AVAILABLE DATA ▸
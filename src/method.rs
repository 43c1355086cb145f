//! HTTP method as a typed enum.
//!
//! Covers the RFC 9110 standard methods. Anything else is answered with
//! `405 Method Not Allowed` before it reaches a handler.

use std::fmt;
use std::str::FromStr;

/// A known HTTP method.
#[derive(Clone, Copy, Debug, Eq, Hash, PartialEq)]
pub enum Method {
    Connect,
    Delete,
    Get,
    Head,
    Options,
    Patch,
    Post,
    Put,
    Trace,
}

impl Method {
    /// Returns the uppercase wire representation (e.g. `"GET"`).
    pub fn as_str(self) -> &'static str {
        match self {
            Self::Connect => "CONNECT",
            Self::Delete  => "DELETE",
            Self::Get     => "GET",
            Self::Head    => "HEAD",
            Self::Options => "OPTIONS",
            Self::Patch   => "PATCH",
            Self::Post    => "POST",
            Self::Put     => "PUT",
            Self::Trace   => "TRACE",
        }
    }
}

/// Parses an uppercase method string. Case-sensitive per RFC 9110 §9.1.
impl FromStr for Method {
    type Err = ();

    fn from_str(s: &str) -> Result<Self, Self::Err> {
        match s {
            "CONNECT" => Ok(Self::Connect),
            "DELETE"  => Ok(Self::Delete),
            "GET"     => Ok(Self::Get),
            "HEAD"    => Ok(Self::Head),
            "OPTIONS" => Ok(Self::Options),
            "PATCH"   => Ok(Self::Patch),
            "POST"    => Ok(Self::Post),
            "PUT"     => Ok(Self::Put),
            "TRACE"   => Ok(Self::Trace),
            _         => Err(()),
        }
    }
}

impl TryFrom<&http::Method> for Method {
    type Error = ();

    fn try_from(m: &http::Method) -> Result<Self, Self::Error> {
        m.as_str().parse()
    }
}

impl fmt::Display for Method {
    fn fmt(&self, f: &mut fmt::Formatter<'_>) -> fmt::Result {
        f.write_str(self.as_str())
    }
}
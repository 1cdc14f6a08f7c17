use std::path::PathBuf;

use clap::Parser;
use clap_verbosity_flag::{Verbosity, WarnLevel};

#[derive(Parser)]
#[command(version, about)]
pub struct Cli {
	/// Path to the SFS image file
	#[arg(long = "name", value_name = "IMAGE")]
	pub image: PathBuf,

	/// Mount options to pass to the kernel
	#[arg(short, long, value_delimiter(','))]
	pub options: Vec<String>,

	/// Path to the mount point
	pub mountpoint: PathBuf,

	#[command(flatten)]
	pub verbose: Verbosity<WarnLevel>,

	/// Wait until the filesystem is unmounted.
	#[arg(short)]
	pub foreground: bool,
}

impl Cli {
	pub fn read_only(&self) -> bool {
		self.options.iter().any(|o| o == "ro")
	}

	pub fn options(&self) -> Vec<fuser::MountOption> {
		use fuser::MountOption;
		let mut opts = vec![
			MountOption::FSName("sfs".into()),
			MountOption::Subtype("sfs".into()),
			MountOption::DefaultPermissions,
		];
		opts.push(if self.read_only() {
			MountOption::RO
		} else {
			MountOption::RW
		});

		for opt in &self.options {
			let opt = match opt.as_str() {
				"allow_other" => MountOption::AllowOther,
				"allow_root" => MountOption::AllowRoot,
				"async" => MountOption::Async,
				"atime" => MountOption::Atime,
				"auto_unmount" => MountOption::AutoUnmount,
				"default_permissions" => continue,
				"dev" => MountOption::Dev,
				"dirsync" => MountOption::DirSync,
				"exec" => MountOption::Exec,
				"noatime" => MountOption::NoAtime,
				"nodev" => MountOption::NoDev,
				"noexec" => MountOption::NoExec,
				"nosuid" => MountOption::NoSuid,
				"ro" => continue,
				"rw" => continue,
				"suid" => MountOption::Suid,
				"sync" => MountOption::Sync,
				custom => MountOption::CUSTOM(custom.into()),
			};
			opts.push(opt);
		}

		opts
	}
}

==

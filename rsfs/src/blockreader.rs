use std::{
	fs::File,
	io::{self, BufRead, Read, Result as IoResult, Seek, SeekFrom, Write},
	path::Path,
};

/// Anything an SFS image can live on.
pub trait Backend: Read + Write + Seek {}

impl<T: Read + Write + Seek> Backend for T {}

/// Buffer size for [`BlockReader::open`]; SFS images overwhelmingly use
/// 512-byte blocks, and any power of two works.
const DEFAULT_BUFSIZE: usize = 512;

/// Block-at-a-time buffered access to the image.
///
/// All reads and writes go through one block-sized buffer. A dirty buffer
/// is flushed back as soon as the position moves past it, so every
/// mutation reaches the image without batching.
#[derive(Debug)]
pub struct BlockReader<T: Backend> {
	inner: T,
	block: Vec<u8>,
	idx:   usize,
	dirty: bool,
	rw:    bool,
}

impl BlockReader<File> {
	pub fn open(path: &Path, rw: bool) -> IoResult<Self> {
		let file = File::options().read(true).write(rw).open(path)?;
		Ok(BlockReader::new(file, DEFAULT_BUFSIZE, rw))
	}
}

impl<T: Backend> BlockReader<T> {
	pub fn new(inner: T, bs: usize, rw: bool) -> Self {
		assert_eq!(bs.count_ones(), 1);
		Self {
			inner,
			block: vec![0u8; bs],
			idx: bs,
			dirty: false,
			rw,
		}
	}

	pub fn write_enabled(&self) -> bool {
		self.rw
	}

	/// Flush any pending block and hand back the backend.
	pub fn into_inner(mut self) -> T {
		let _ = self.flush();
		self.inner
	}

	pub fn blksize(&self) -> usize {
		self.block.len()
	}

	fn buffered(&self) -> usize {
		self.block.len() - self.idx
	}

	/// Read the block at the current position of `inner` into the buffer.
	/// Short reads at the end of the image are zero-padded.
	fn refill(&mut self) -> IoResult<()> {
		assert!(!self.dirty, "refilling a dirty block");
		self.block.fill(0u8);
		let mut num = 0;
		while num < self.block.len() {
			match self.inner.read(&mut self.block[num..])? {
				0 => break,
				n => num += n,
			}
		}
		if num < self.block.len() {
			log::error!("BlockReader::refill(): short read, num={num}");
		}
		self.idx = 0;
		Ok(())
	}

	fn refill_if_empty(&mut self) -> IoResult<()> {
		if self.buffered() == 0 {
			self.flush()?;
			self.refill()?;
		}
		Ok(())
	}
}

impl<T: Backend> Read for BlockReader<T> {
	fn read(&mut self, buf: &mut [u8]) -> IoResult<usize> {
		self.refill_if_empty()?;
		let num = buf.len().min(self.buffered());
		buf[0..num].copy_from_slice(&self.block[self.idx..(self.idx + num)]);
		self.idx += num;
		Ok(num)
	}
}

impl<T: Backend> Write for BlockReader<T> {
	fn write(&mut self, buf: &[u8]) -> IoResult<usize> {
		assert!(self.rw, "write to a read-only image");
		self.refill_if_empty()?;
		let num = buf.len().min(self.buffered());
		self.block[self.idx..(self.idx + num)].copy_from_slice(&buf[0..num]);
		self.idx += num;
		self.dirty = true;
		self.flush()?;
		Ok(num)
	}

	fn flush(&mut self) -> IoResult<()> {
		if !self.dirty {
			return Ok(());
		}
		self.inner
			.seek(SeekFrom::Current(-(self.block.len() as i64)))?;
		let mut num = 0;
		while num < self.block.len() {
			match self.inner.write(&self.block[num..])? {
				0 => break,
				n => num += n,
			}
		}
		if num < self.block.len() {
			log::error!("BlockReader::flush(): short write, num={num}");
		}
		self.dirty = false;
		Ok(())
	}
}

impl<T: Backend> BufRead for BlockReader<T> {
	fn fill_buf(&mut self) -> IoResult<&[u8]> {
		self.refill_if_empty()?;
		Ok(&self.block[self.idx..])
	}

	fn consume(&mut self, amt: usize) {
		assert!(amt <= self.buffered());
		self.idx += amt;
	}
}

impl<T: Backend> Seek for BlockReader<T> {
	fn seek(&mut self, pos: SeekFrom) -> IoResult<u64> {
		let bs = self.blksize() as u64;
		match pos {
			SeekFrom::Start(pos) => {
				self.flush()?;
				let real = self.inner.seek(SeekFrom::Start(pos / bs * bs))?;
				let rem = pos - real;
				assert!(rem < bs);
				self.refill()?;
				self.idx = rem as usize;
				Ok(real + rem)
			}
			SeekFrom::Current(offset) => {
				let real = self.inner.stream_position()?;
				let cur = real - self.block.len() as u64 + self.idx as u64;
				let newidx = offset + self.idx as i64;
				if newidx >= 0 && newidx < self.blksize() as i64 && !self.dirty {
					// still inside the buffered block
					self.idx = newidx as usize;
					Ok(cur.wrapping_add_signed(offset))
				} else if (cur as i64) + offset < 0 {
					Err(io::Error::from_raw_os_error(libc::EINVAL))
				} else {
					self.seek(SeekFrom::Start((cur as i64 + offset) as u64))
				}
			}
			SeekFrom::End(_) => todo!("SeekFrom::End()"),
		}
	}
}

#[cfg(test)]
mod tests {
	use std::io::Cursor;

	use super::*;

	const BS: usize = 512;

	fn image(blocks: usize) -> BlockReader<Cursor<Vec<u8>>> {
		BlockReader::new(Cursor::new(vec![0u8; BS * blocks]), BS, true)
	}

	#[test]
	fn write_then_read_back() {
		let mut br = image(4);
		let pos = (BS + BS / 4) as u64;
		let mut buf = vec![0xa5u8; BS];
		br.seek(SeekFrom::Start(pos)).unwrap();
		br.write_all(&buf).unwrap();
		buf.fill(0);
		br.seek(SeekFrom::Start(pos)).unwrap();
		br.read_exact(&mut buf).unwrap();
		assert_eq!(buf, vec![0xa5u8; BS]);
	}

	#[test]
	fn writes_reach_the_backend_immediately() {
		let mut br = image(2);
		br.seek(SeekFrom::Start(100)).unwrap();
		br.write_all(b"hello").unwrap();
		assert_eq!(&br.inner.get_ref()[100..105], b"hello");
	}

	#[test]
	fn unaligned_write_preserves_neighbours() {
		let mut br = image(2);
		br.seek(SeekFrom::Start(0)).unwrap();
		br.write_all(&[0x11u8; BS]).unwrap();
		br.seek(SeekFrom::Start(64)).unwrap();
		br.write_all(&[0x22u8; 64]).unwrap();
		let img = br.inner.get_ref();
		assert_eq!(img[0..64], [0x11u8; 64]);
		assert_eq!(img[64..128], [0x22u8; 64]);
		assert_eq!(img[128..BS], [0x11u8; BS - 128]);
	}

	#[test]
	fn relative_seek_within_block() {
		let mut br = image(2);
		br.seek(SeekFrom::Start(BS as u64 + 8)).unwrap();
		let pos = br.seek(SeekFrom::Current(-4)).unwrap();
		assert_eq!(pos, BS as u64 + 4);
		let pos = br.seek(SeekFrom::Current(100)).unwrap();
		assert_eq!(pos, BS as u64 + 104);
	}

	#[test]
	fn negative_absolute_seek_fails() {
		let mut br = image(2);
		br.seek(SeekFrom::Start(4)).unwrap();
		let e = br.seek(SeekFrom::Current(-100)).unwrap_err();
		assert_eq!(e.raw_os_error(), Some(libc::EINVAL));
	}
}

...

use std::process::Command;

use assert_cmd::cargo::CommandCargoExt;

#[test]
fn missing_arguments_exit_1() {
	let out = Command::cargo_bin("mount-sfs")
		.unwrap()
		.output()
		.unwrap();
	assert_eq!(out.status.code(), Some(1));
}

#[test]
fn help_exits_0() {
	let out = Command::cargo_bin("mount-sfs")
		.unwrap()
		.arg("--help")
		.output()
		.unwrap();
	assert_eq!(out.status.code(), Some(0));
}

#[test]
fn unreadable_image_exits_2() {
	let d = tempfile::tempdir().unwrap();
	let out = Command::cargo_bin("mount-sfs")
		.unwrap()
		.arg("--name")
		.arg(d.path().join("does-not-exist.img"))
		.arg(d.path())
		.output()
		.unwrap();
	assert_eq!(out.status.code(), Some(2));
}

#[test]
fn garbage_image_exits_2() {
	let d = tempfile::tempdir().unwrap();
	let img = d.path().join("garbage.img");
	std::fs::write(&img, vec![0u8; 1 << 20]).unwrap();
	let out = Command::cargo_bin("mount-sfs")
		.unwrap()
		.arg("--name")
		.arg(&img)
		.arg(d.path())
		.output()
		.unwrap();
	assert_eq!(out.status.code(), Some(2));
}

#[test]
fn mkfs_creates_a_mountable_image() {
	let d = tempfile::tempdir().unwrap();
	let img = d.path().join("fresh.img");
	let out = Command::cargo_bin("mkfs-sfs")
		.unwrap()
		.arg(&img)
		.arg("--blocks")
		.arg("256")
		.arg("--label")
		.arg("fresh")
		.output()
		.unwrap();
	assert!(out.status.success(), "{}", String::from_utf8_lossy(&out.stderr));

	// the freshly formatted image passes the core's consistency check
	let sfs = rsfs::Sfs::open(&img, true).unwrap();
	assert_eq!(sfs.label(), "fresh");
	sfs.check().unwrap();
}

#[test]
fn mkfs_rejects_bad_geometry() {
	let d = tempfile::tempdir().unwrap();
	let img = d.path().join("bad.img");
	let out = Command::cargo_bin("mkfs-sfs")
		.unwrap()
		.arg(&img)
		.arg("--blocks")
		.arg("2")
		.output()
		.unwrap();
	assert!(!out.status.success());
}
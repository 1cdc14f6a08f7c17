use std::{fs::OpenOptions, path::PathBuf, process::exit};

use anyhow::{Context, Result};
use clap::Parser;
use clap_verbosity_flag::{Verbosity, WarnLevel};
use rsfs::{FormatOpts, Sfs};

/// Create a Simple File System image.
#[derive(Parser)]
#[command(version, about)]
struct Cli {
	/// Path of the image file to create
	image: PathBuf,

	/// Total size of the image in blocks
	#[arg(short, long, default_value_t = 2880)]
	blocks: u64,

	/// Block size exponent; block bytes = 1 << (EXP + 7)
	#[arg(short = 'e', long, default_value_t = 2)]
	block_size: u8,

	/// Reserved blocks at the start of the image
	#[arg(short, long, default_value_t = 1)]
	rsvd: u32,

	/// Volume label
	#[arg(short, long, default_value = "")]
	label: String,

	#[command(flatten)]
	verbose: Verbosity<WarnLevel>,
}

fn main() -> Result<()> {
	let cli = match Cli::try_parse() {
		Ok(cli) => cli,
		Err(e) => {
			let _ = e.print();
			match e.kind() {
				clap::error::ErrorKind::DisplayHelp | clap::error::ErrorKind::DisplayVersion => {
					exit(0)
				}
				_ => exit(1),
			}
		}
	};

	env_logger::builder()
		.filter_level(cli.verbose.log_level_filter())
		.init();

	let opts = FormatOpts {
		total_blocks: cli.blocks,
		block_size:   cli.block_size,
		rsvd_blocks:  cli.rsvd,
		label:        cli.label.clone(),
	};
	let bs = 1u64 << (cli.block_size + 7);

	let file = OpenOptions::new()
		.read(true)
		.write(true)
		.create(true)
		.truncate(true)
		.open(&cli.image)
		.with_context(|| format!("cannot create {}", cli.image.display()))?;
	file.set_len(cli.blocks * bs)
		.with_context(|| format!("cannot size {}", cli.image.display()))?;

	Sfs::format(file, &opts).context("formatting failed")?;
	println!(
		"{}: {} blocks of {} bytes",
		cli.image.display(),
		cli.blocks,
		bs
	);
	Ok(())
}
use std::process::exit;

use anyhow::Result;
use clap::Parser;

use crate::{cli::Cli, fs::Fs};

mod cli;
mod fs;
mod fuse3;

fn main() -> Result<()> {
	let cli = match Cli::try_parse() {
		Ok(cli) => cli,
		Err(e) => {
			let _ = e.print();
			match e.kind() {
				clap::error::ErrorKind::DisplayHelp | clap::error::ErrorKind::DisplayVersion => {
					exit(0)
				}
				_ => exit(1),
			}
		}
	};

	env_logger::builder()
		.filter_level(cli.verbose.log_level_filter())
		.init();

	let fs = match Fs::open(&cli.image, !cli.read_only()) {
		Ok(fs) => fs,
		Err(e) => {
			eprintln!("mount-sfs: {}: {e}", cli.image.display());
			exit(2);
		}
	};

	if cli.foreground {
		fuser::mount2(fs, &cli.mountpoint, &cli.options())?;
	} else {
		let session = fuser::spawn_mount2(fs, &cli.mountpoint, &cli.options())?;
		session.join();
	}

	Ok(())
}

WHAT IS REQUIRED ▸ Look through the entries. Copy out each line with "Anything" in it.

PROBLEM SOLUTION ▸
//! Covers the RFC 9110 standard methods. Anything else is answered with
/// Anything an SFS image can live on.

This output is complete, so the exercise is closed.